Given the listing below, write out exactly the lines starting with the line that has "use crate::config::load_agent_config_from_env;" and going on through the line that has "the OpenAI client.", both kept.
=== Section Start ===
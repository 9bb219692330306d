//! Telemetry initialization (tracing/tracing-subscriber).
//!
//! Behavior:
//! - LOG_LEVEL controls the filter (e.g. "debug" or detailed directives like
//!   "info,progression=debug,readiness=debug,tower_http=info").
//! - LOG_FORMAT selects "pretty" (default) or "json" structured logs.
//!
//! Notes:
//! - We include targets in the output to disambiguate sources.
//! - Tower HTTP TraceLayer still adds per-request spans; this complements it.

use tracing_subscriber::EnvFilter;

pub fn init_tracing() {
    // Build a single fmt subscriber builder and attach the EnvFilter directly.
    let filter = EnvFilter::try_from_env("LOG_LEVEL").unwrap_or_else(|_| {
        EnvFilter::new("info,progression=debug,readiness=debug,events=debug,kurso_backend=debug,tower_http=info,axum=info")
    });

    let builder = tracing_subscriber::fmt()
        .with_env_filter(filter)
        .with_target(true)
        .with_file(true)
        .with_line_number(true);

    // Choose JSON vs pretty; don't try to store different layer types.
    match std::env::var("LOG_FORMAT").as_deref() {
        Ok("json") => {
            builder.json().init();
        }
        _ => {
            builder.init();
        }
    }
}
=== Section End ===
=== Section Start ===
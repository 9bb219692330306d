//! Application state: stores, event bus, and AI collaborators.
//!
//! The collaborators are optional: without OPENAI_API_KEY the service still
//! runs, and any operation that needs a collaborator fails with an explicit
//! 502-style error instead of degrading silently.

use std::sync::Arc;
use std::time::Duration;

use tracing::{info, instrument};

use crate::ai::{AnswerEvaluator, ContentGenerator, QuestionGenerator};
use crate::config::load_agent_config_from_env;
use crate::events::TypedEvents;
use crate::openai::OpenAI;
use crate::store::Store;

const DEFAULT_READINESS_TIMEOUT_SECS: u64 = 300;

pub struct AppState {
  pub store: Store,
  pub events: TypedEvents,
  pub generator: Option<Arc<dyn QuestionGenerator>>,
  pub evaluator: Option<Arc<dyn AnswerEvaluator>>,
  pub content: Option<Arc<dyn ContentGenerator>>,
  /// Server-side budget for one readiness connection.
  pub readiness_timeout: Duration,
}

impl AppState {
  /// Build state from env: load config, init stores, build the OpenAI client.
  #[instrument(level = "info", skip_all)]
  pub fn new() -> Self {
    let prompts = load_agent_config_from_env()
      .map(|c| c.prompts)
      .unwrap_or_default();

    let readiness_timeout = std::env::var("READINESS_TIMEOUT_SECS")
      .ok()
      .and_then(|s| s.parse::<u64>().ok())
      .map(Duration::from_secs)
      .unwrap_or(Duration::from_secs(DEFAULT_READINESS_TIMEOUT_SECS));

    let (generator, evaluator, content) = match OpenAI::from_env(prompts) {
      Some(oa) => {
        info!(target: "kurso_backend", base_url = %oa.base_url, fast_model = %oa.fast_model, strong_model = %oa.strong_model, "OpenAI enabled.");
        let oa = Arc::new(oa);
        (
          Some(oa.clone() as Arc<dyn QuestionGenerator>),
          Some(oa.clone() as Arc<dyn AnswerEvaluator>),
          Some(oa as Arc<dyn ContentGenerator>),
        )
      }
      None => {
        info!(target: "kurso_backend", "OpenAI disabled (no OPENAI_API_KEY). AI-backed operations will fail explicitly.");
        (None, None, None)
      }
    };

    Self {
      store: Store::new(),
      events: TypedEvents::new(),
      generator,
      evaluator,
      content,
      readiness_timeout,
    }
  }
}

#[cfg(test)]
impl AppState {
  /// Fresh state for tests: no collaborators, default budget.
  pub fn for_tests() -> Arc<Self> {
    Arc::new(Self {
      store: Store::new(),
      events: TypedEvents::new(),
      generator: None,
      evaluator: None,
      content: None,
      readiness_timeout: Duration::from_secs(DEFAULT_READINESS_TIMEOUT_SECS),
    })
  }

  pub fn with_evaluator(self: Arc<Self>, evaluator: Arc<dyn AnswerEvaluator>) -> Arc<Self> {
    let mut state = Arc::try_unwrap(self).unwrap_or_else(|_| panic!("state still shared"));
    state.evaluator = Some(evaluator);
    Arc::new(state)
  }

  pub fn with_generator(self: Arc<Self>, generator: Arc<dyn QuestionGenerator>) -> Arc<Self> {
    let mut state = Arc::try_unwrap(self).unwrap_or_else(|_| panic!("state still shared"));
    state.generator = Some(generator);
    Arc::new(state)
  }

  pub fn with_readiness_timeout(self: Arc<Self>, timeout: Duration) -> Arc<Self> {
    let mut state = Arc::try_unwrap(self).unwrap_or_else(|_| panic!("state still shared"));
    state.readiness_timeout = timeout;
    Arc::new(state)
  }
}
=== Section End ===
**Result of the task:**
use crate::config::load_agent_config_from_env;
use crate::events::TypedEvents;
use crate::openai::OpenAI;
use crate::store::Store;

const DEFAULT_READINESS_TIMEOUT_SECS: u64 = 300;

pub struct AppState {
  pub store: Store,
  pub events: TypedEvents,
  pub generator: Option<Arc<dyn QuestionGenerator>>,
  pub evaluator: Option<Arc<dyn AnswerEvaluator>>,
  pub content: Option<Arc<dyn ContentGenerator>>,
  /// Server-side budget for one readiness connection.
  pub readiness_timeout: Duration,
}

impl AppState {
  /// Build state from env: load config, init stores, build the OpenAI client.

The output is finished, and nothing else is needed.